**What is needed:**
Of the lines below, copy those that hold the word "FileStore".
::: Excerpted data :::
//! Remit Demo
//!
//! Command-line walkthrough of the remit core: fetch rates, price a
//! transfer, optionally submit it, and print the user's history. Stands
//! in for the browser UI, including its input validation.

use std::path::PathBuf;
use std::sync::Arc;

use anyhow::{bail, Context};
use async_trait::async_trait;
use clap::Parser;
use rust_decimal::Decimal;
use tracing::info;
use tracing_subscriber::{layer::SubscriberExt, util::SubscriberInitExt};

use remit_common::{FileStore, KeyValueStore, MemoryStore, SendCurrency, UserId};
use remit_fx::{
    pricing, FetchError, HttpRateSource, PartialRates, RateService, RateSource,
    DEFAULT_RATES_ENDPOINT,
};
use remit_ledger::Ledger;

/// Bounds the UI enforces on the send amount, in USD.
const MIN_AMOUNT_USD: Decimal = Decimal::from_parts(50, 0, 0, false, 0);
const MAX_AMOUNT_USD: Decimal = Decimal::from_parts(5000, 0, 0, false, 0);

/// Remit core demo CLI
#[derive(Parser, Debug)]
#[command(name = "remit-demo")]
#[command(about = "Walk the rate/quote/submit/history pipeline from the command line")]
struct Args {
    /// User id to operate as
    #[arg(short, long, default_value = "demo-user")]
    user: String,

    /// Amount to send, in USD (accepted range 50-5000)
    #[arg(short, long, default_value = "100")]
    amount: Decimal,

    /// Destination currency (GBP or ZAR)
    #[arg(short, long, default_value = "GBP")]
    currency: SendCurrency,

    /// Recipient to submit a transfer to; without this, only a quote and
    /// the history are shown
    #[arg(short, long)]
    recipient: Option<String>,

    /// Directory for durable storage; omit for an in-memory run
    #[arg(long)]
    data_dir: Option<PathBuf>,

    /// Skip the network and exercise the cache/fallback path
    #[arg(long)]
    offline: bool,
}

/// Rate source for offline runs: every fetch fails, pushing the service
/// onto its cache-then-fallback path.
struct OfflineRateSource;

#[async_trait]
impl RateSource for OfflineRateSource {
    fn name(&self) -> &str {
        "offline"
    }

    async fn fetch(&self) -> Result<Vec<PartialRates>, FetchError> {
        Err(FetchError::Offline)
    }
}

#[tokio::main]
async fn main() -> anyhow::Result<()> {
    tracing_subscriber::registry()
        .with(tracing_subscriber::EnvFilter::new(
            std::env::var("RUST_LOG").unwrap_or_else(|_| "info".into()),
        ))
        .with(tracing_subscriber::fmt::layer())
        .init();

    let args = Args::parse();

    // Amount bounds belong to the UI layer, not the pricing engine.
    if args.amount < MIN_AMOUNT_USD || args.amount > MAX_AMOUNT_USD {
        bail!(
            "Amount {} USD is outside the accepted range {}-{}",
            args.amount,
            MIN_AMOUNT_USD,
            MAX_AMOUNT_USD
        );
    }

    let store: Arc<dyn KeyValueStore> = match &args.data_dir {
        Some(dir) => {
            info!(dir = %dir.display(), "Using file-backed storage");
            Arc::new(FileStore::open(dir).context("opening data directory")?)
        }
        None => Arc::new(MemoryStore::new()),
    };

    let source: Arc<dyn RateSource> = if args.offline {
        Arc::new(OfflineRateSource)
    } else {
        Arc::new(HttpRateSource::new(DEFAULT_RATES_ENDPOINT).context("building rate source")?)
    };

    let rates = RateService::new(source, store.clone()).get_rates().await;
    let quote = pricing::price(args.amount, args.currency, &rates);

    println!("Sending {} USD to {}", args.amount, args.currency);
    println!(
        "  fee:        {} USD ({}%)",
        quote.fee_usd,
        quote.fee_percentage * Decimal::ONE_HUNDRED
    );
    println!("  after fee:  {} USD", quote.amount_after_fee);
    println!("  rate:       {}", quote.exchange_rate);
    println!("  recipient:  {} {}", quote.recipient_amount, args.currency);

    let ledger = Ledger::new(store);
    let user = UserId::new(args.user);

    if let Some(recipient) = args.recipient {
        let recorded = ledger
            .add_transaction(remit_ledger::seed::submission(
                &user,
                args.amount,
                args.currency,
                quote.fee_usd,
                quote.exchange_rate,
                quote.recipient_amount,
                recipient,
            ))
            .context("recording transaction")?;
        println!("\nSubmitted transfer {}", recorded.id);
    }

    println!("\nTransaction history for {user}:");
    for tx in ledger.transactions_for_user(&user) {
        println!(
            "  {}  {:>8} USD -> {:>8} {}  {:<9}  {}",
            tx.created_at.format("%Y-%m-%d %H:%M"),
            tx.amount_usd,
            tx.recipient_amount,
            tx.currency,
            tx.status,
            tx.recipient
        );
    }

    Ok(())
}
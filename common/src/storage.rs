//! Key-value storage abstraction for the stateful components.
//!
//! The rate cache and the ledger persist through this interface instead of
//! reaching for ambient storage, so tests can inject a double and the demo
//! can choose between in-memory and on-disk stores.

use dashmap::DashMap;
use std::fs;
use std::io;
use std::path::PathBuf;
use thiserror::Error;

/// Errors from the storage layer.
#[derive(Debug, Error)]
pub enum StorageError {
    /// Underlying I/O failure for a key.
    #[error("Storage I/O error for key '{key}': {source}")]
    Io {
        key: String,
        #[source]
        source: io::Error,
    },

    /// A record could not be encoded or decoded.
    #[error("Malformed record for key '{key}': {source}")]
    Codec {
        key: String,
        #[source]
        source: serde_json::Error,
    },
}

impl StorageError {
    /// Wrap an I/O error with the key it occurred on.
    pub fn io(key: impl Into<String>, source: io::Error) -> Self {
        Self::Io {
            key: key.into(),
            source,
        }
    }

    /// Wrap an encode/decode error with the key it occurred on.
    pub fn codec(key: impl Into<String>, source: serde_json::Error) -> Self {
        Self::Codec {
            key: key.into(),
            source,
        }
    }
}

/// Result type for storage operations.
pub type StorageResult<T> = Result<T, StorageError>;

/// Durable string key-value storage.
///
/// Whole-record replacement semantics: `set` overwrites the prior value
/// for the key. Callers layering read-modify-write cycles on top are
/// responsible for their own write serialization.
pub trait KeyValueStore: Send + Sync {
    /// Read the value for a key, if any.
    fn get(&self, key: &str) -> StorageResult<Option<String>>;

    /// Write the value for a key, replacing any prior value.
    fn set(&self, key: &str, value: &str) -> StorageResult<()>;
}

/// In-memory store. The default for tests and ephemeral demo runs.
#[derive(Debug, Default)]
pub struct MemoryStore {
    entries: DashMap<String, String>,
}

impl MemoryStore {
    /// Create an empty store.
    pub fn new() -> Self {
        Self::default()
    }

    /// Number of keys present.
    pub fn len(&self) -> usize {
        self.entries.len()
    }

    /// Check if the store holds no keys.
    pub fn is_empty(&self) -> bool {
        self.entries.is_empty()
    }
}

impl KeyValueStore for MemoryStore {
    fn get(&self, key: &str) -> StorageResult<Option<String>> {
        Ok(self.entries.get(key).map(|v| v.clone()))
    }

    fn set(&self, key: &str, value: &str) -> StorageResult<()> {
        self.entries.insert(key.to_string(), value.to_string());
        Ok(())
    }
}

/// File-backed store: one file per key under a base directory.
///
/// Stands in for the original client's durable local storage, surviving
/// process restarts within the same device scope.
#[derive(Debug)]
pub struct FileStore {
    base_dir: PathBuf,
}

impl FileStore {
    /// Open a store rooted at `base_dir`, creating the directory if needed.
    pub fn open(base_dir: impl Into<PathBuf>) -> StorageResult<Self> {
        let base_dir = base_dir.into();
        fs::create_dir_all(&base_dir)
            .map_err(|e| StorageError::io(base_dir.display().to_string(), e))?;
        Ok(Self { base_dir })
    }

    fn path_for(&self, key: &str) -> PathBuf {
        self.base_dir.join(format!("{key}.json"))
    }
}

impl KeyValueStore for FileStore {
    fn get(&self, key: &str) -> StorageResult<Option<String>> {
        match fs::read_to_string(self.path_for(key)) {
            Ok(value) => Ok(Some(value)),
            Err(e) if e.kind() == io::ErrorKind::NotFound => Ok(None),
            Err(e) => Err(StorageError::io(key, e)),
        }
    }

    fn set(&self, key: &str, value: &str) -> StorageResult<()> {
        fs::write(self.path_for(key), value).map_err(|e| StorageError::io(key, e))
    }
}
//! Rate-fetch error types.
//!
//! These never escape [`crate::RateService::get_rates`]; the service
//! recovers locally by degrading to cached or hardcoded rates.

use thiserror::Error;

/// Errors that can occur while fetching rates from a source.
#[derive(Debug, Error)]
pub enum FetchError {
    /// Transport-level failure (connect, timeout, body decode).
    #[error("Rate request failed: {0}")]
    Http(#[from] reqwest::Error),

    /// The source answered with a non-success status.
    #[error("Rate source returned status {status}")]
    Status { status: u16 },

    /// The source is configured off for this run.
    #[error("Rate source offline")]
    Offline,
}

/// Result type for rate-fetch operations.
pub type FetchResult<T> = Result<T, FetchError>;
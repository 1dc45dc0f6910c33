//! Rate source trait and implementations.

use async_trait::async_trait;
use rust_decimal::Decimal;
use serde::{Deserialize, Serialize};
use std::time::Duration;
use tracing::debug;

use crate::error::{FetchError, FetchResult};

/// The fixed endpoint the demo client fetches rates from.
pub const DEFAULT_RATES_ENDPOINT: &str =
    "https://68976304250b078c2041c7fc.mockapi.io/api/wiremit/InterviewAPIS";

const REQUEST_TIMEOUT: Duration = Duration::from_secs(10);

/// One element of a rate source response.
///
/// Any subset of fields may appear in any element; absent fields leave
/// prior values unchanged when records are folded into a snapshot.
#[derive(Debug, Clone, Default, Serialize, Deserialize)]
pub struct PartialRates {
    #[serde(rename = "USD", default, skip_serializing_if = "Option::is_none")]
    pub usd: Option<Decimal>,
    #[serde(rename = "GBP", default, skip_serializing_if = "Option::is_none")]
    pub gbp: Option<Decimal>,
    #[serde(rename = "ZAR", default, skip_serializing_if = "Option::is_none")]
    pub zar: Option<Decimal>,
    #[serde(rename = "USDT", default, skip_serializing_if = "Option::is_none")]
    pub usdt: Option<Decimal>,
}

/// Trait for remote FX rate sources.
#[async_trait]
pub trait RateSource: Send + Sync {
    /// Get the source name, for logging.
    fn name(&self) -> &str;

    /// Fetch the raw partial-rate records, in response order.
    async fn fetch(&self) -> FetchResult<Vec<PartialRates>>;
}

/// HTTP rate source: GET of a fixed endpoint returning a JSON array.
pub struct HttpRateSource {
    client: reqwest::Client,
    endpoint: String,
}

impl HttpRateSource {
    /// Create a source for the given endpoint with a bounded request
    /// timeout.
    pub fn new(endpoint: impl Into<String>) -> FetchResult<Self> {
        let client = reqwest::Client::builder()
            .timeout(REQUEST_TIMEOUT)
            .build()?;
        Ok(Self {
            client,
            endpoint: endpoint.into(),
        })
    }
}

#[async_trait]
impl RateSource for HttpRateSource {
    fn name(&self) -> &str {
        "http"
    }

    async fn fetch(&self) -> FetchResult<Vec<PartialRates>> {
        let response = self.client.get(&self.endpoint).send().await?;

        let status = response.status();
        if !status.is_success() {
            return Err(FetchError::Status {
                status: status.as_u16(),
            });
        }

        let records = response.json::<Vec<PartialRates>>().await?;
        debug!(records = records.len(), "Fetched rate records");
        Ok(records)
    }
}

/// Mock rate source for testing.
#[cfg(any(test, feature = "test-utils"))]
pub struct MockRateSource {
    name: String,
    response: parking_lot::Mutex<Option<FetchResult<Vec<PartialRates>>>>,
    calls: std::sync::atomic::AtomicUsize,
}

#[cfg(any(test, feature = "test-utils"))]
impl MockRateSource {
    /// Create a mock that fails every fetch until a response is set.
    pub fn new(name: impl Into<String>) -> Self {
        Self {
            name: name.into(),
            response: parking_lot::Mutex::new(None),
            calls: std::sync::atomic::AtomicUsize::new(0),
        }
    }

    /// Set the records returned by subsequent fetches.
    pub fn set_records(&self, records: Vec<PartialRates>) {
        *self.response.lock() = Some(Ok(records));
    }

    /// Make subsequent fetches fail.
    pub fn set_failure(&self) {
        *self.response.lock() = Some(Err(FetchError::Offline));
    }

    /// Number of fetches issued against this source.
    pub fn calls(&self) -> usize {
        self.calls.load(std::sync::atomic::Ordering::SeqCst)
    }
}

#[cfg(any(test, feature = "test-utils"))]
#[async_trait]
impl RateSource for MockRateSource {
    fn name(&self) -> &str {
        &self.name
    }

    async fn fetch(&self) -> FetchResult<Vec<PartialRates>> {
        self.calls
            .fetch_add(1, std::sync::atomic::Ordering::SeqCst);

        match &*self.response.lock() {
            Some(Ok(records)) => Ok(records.clone()),
            _ => Err(FetchError::Offline),
        }
    }
}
:::
**Result:**
use remit_common::{FileStore, KeyValueStore, MemoryStore, SendCurrency, UserId};
            Arc::new(FileStore::open(dir).context("opening data directory")?)
pub struct FileStore {
impl FileStore {
impl KeyValueStore for FileStore {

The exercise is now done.